4. That the life and development of a society is independent of, and far more prolonged than, the life and development of any of its component units; who are severally born, grow, work, reproduce, and die, while the body politic composed of them survives generation after generation, increasing in mass, completeness of structure, and functional activity.

These four parallelisms will appear the more significant the more we contemplate them. While the points specified, are points in which societies agree with individual organisms, they are points in which individual organisms agree with each other, and disagree with all things else. In the course of its existence, every plant and animal increases in mass, in a way not parallelled by inorganic objects: even such inorganic objects as crystals, which arise by growth, show us no such definite relation between growth and existence as organisms do. The orderly progress from simplicity to complexity, displayed by bodies politic in common with all living bodies, is a characteristic which distinguishes living bodies from the inanimate bodies amid which they move. That functional dependence of parts, which is scarcely more manifest in animals or plants than nations, has no counterpart elsewhere. And in no aggregate except an organic, or a social one, is there a perpetual removal and replacement of parts, joined with a continued integrity of the whole. Moreover, societies and organisms are not only alike in these peculiarities, in which they are unlike all other things; but the highest societies, like the highest organisms, exhibit them in the greatest degree. We see that the lowest animals do not increase to anything like the sizes of the higher ones; and, similarly, we see that aboriginal societies are comparatively limited in their growths. In complexity, our large civilized nations as much exceed primitive savage tribes, as a vertebrate animal does a zoophyte. Simple communities, like simple creatures, have so little mutual dependence of parts, that subdivision or mutilation causes but little inconvenience; but from complex communities, as from complex creatures, you cannot remove any considerable organ without producing great disturbance or death of the rest. And in societies of low type, as in inferior animals, the life of the aggregate, often cut short by division or dissolution, exceeds in length the lives of the component units, very far less than in civilized communities and superior animals; which outlive many generations of their component units.
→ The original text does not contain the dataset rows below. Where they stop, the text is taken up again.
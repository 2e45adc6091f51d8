//! The packet value passed between framing and packet types, and the
//! version-aware packet types built on top of it.
//!
//! Framing only deals in [`Packet`]s: an ID and the raw payload bytes.
//! Interpreting a payload is left to the [`VersionedPacket`] implementations,
//! which know which ID and field layout each protocol era uses.

use crate::protocol::{
    var_int::var_int_size, version::ProtocolVersion, Decode, DecodeError, Decoder, Encode,
    EncodeError, Encoder,
};

pub mod client {
    //! Packets sent by the client.
    pub mod handshake;
    pub mod keep_alive;
    pub mod status;

    pub use handshake::{Handshake, NextState};
    pub use keep_alive::KeepAlive;
    pub use status::{PingRequest, StatusRequest};
}

pub mod server {
    //! Packets sent by the server.
    pub mod status;

    pub use status::{PingResponse, StatusResponse};
}

/// One protocol message: a packet ID and its payload.
#[derive(Debug, Clone, Default, PartialEq, Eq)]
pub struct Packet {
    id: i32,
    payload: Vec<u8>,
}

impl Packet {
    /// Creates a packet with an empty payload.
    pub fn new(id: i32) -> Self {
        Self::with_payload(id, Vec::new())
    }

    pub fn with_payload(id: i32, payload: Vec<u8>) -> Self {
        Self { id, payload }
    }

    /// Splits an uncompressed frame body into its leading VarInt ID and the
    /// payload that follows.
    pub fn from_body(body: &[u8]) -> Result<Self, DecodeError> {
        let mut decoder = Decoder::new(body);
        let id = decoder.read_var_int()?;
        Ok(Self::with_payload(id, decoder.consume_rest().to_vec()))
    }

    pub fn id(&self) -> i32 {
        self.id
    }

    pub fn set_id(&mut self, id: i32) {
        self.id = id;
    }

    pub fn payload(&self) -> &[u8] {
        &self.payload
    }

    pub fn payload_mut(&mut self) -> &mut Vec<u8> {
        &mut self.payload
    }

    pub fn into_payload(self) -> Vec<u8> {
        self.payload
    }

    /// A cursor over the payload.
    pub fn decoder(&self) -> Decoder<'_> {
        Decoder::new(&self.payload)
    }

    /// An encoder appending to the payload.
    pub fn encoder(&mut self) -> Encoder<'_> {
        Encoder::new(&mut self.payload)
    }

    /// Appends `value` to the payload.
    pub fn write<T: Encode + ?Sized>(&mut self, value: &T) -> Result<(), EncodeError> {
        value.encode(&mut self.encoder())
    }

    /// Decodes a value from the front of the payload and removes the bytes
    /// it occupied. On error the payload is left unchanged.
    pub fn consume<T: Decode>(&mut self) -> Result<T, DecodeError> {
        let mut decoder = Decoder::new(&self.payload);
        let value = T::decode(&mut decoder)?;
        let used = decoder.position();
        self.payload.drain(..used);
        Ok(value)
    }

    /// Length of the uncompressed frame body (ID and payload).
    pub fn body_len(&self) -> usize {
        var_int_size(self.id) + self.payload.len()
    }

    /// Appends the uncompressed frame body (ID and payload) to `buffer`.
    pub fn write_body(&self, buffer: &mut Vec<u8>) {
        let mut encoder = Encoder::new(buffer);
        encoder.write_var_int(self.id);
        encoder.write_slice(&self.payload);
    }
}

/// A packet type whose ID and field layout depend on the protocol version.
///
/// Implementations usually resolve their ID and any era-specific field
/// encodings from [`VersionTable`](crate::protocol::version::VersionTable)s.
pub trait VersionedPacket: Sized {
    fn packet_id(version: ProtocolVersion) -> i32;

    fn encode_body(&self, encoder: &mut Encoder, version: ProtocolVersion)
        -> Result<(), EncodeError>;

    fn decode_body(decoder: &mut Decoder, version: ProtocolVersion) -> Result<Self, DecodeError>;

    fn to_packet(&self, version: ProtocolVersion) -> Result<Packet, EncodeError> {
        let mut packet = Packet::new(Self::packet_id(version));
        self.encode_body(&mut packet.encoder(), version)?;
        Ok(packet)
    }

    /// Interprets `packet` as `Self`.
    ///
    /// Returns `Ok(None)` if the ID belongs to a different packet type in
    /// this version. The payload must be consumed exactly.
    fn from_packet(packet: &Packet, version: ProtocolVersion) -> Result<Option<Self>, DecodeError> {
        if packet.id() != Self::packet_id(version) {
            return Ok(None);
        }
        let mut decoder = packet.decoder();
        let value = Self::decode_body(&mut decoder, version)?;
        if !decoder.is_finished() {
            return Err(DecodeError::TrailingBytes(decoder.remaining()));
        }
        Ok(Some(value))
    }
}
On the other hand, the leading differences between societies and individual organisms are these:—

1. That societies have no specific external forms. This, however, is a point of contrast which loses much of its importance, when we remember that throughout the vegetal kingdom, as well as in some lower divisions of the animal kingdom, the forms are often very indefinite—definiteness being rather the exception than the rule; and that they are manifestly in part determined by surrounding physical circumstances, as the forms of societies are. If, too, it should eventually be shown, as we believe it will, that the form of every species of organism has resulted from the average play of the external forces to which it has been subject during its evolution as a species; then, that the external forms of societies should depend, as they do, on surrounding conditions, will be a further point of community.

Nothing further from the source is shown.